### Work request
What is needed is an exact retyping of the records below, from the first line through the line that contains "decoding a packet.".

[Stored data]
>>>
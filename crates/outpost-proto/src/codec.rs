//! Little-endian byte reader/writer primitives.
//!
//! [`ByteWriter`] appends fixed-width little-endian values to a growable
//! buffer. [`ByteReader`] consumes them from a slice, returning
//! [`DecodeError`] on truncation or malformed data instead of panicking.

use serde::{Deserialize, Serialize};

// ---------------------------------------------------------------------------
// Errors
// ---------------------------------------------------------------------------

/// Errors produced while decoding a packet.
#[derive(Debug, Clone, PartialEq, Eq, thiserror::Error, Serialize, Deserialize)]
pub enum DecodeError {
    /// The buffer ended before the declared fields did.
    #[error("unexpected end of packet: needed {needed} more byte(s), {remaining} left")]
    UnexpectedEof {
        /// Bytes the next field required.
        needed: usize,
        /// Bytes actually remaining.
        remaining: usize,
    },

    /// The leading tag byte names no known message kind.
    #[error("unknown message tag {tag:#04x}")]
    UnknownTag {
        /// The offending tag byte.
        tag: u8,
    },

    /// A length-prefixed string was not valid UTF-8.
    #[error("string field is not valid UTF-8")]
    BadString,

    /// A boolean byte was neither 0 nor 1.
    #[error("boolean field holds invalid byte {value:#04x}")]
    BadBool {
        /// The offending byte.
        value: u8,
    },

    /// The packet decoded cleanly but trailing bytes remain.
    #[error("{trailing} trailing byte(s) after the declared fields")]
    TrailingBytes {
        /// Count of unread bytes.
        trailing: usize,
    },
}

// ---------------------------------------------------------------------------
// ByteWriter
// ---------------------------------------------------------------------------

/// Append-only little-endian buffer writer.
#[derive(Debug, Default)]
pub struct ByteWriter {
    buf: Vec<u8>,
}

impl ByteWriter {
    /// Create an empty writer.
    pub fn new() -> Self {
        Self::default()
    }

    /// Create a writer with pre-reserved capacity.
    pub fn with_capacity(capacity: usize) -> Self {
        Self {
            buf: Vec::with_capacity(capacity),
        }
    }

    /// Finish writing and take the buffer.
    pub fn into_bytes(self) -> Vec<u8> {
        self.buf
    }

    /// Bytes written so far.
    pub fn len(&self) -> usize {
        self.buf.len()
    }

    /// Whether nothing has been written.
    pub fn is_empty(&self) -> bool {
        self.buf.is_empty()
    }

    pub fn put_u8(&mut self, v: u8) {
        self.buf.push(v);
    }

    pub fn put_u16(&mut self, v: u16) {
        self.buf.extend_from_slice(&v.to_le_bytes());
    }

    pub fn put_u32(&mut self, v: u32) {
        self.buf.extend_from_slice(&v.to_le_bytes());
    }

    pub fn put_u64(&mut self, v: u64) {
        self.buf.extend_from_slice(&v.to_le_bytes());
    }

    pub fn put_i32(&mut self, v: i32) {
        self.buf.extend_from_slice(&v.to_le_bytes());
    }

    pub fn put_f32(&mut self, v: f32) {
        self.buf.extend_from_slice(&v.to_le_bytes());
    }

    pub fn put_bool(&mut self, v: bool) {
        self.buf.push(v as u8);
    }

    /// Write a `u16`-length-prefixed UTF-8 string. Strings longer than
    /// `u16::MAX` bytes are truncated at the last full character boundary
    /// that fits.
    pub fn put_string(&mut self, s: &str) {
        let mut bytes = s.as_bytes();
        if bytes.len() > u16::MAX as usize {
            let mut cut = u16::MAX as usize;
            while !s.is_char_boundary(cut) {
                cut -= 1;
            }
            bytes = &s.as_bytes()[..cut];
        }
        self.put_u16(bytes.len() as u16);
        self.buf.extend_from_slice(bytes);
    }
}

// ---------------------------------------------------------------------------
// ByteReader
// ---------------------------------------------------------------------------

/// Cursor over a received byte slice.
#[derive(Debug)]
pub struct ByteReader<'a> {
    buf: &'a [u8],
    pos: usize,
}

impl<'a> ByteReader<'a> {
    /// Start reading at the beginning of `buf`.
    pub fn new(buf: &'a [u8]) -> Self {
        Self { buf, pos: 0 }
    }

    /// Bytes not yet consumed.
    pub fn remaining(&self) -> usize {
        self.buf.len() - self.pos
    }

    fn take(&mut self, n: usize) -> Result<&'a [u8], DecodeError> {
        if self.remaining() < n {
            return Err(DecodeError::UnexpectedEof {
                needed: n,
                remaining: self.remaining(),
            });
        }
        let slice = &self.buf[self.pos..self.pos + n];
        self.pos += n;
        Ok(slice)
    }

    pub fn read_u8(&mut self) -> Result<u8, DecodeError> {
        Ok(self.take(1)?[0])
    }

    pub fn read_u16(&mut self) -> Result<u16, DecodeError> {
        let b = self.take(2)?;
        Ok(u16::from_le_bytes([b[0], b[1]]))
    }

    pub fn read_u32(&mut self) -> Result<u32, DecodeError> {
        let b = self.take(4)?;
        Ok(u32::from_le_bytes([b[0], b[1], b[2], b[3]]))
    }

    pub fn read_u64(&mut self) -> Result<u64, DecodeError> {
        let b = self.take(8)?;
        Ok(u64::from_le_bytes([
            b[0], b[1], b[2], b[3], b[4], b[5], b[6], b[7],
        ]))
    }

    pub fn read_i32(&mut self) -> Result<i32, DecodeError> {
        let b = self.take(4)?;
        Ok(i32::from_le_bytes([b[0], b[1], b[2], b[3]]))
    }

    pub fn read_f32(&mut self) -> Result<f32, DecodeError> {
        let b = self.take(4)?;
        Ok(f32::from_le_bytes([b[0], b[1], b[2], b[3]]))
    }

    pub fn read_bool(&mut self) -> Result<bool, DecodeError> {
        match self.read_u8()? {
            0 => Ok(false),
            1 => Ok(true),
            value => Err(DecodeError::BadBool { value }),
        }
    }

    /// Read a `u16`-length-prefixed UTF-8 string.
    pub fn read_string(&mut self) -> Result<String, DecodeError> {
        let len = self.read_u16()? as usize;
        let bytes = self.take(len)?;
        String::from_utf8(bytes.to_vec()).map_err(|_| DecodeError::BadString)
    }

    /// Fail with [`DecodeError::TrailingBytes`] unless everything was read.
    pub fn expect_end(&self) -> Result<(), DecodeError> {
        if self.remaining() > 0 {
            return Err(DecodeError::TrailingBytes {
                trailing: self.remaining(),
            });
        }
        Ok(())
    }
}

// ---------------------------------------------------------------------------
// Tests
// ---------------------------------------------------------------------------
<<<
### Task response
filename crates/outpost-proto/src/codec.rs
//! Little-endian byte reader/writer primitives.
//!
//! [`ByteWriter`] appends fixed-width little-endian values to a growable
//! buffer. [`ByteReader`] consumes them from a slice, returning
//! [`DecodeError`] on truncation or malformed data instead of panicking.

use serde::{Deserialize, Serialize};

// ---------------------------------------------------------------------------
// Errors
// ---------------------------------------------------------------------------

/// Errors produced while decoding a packet.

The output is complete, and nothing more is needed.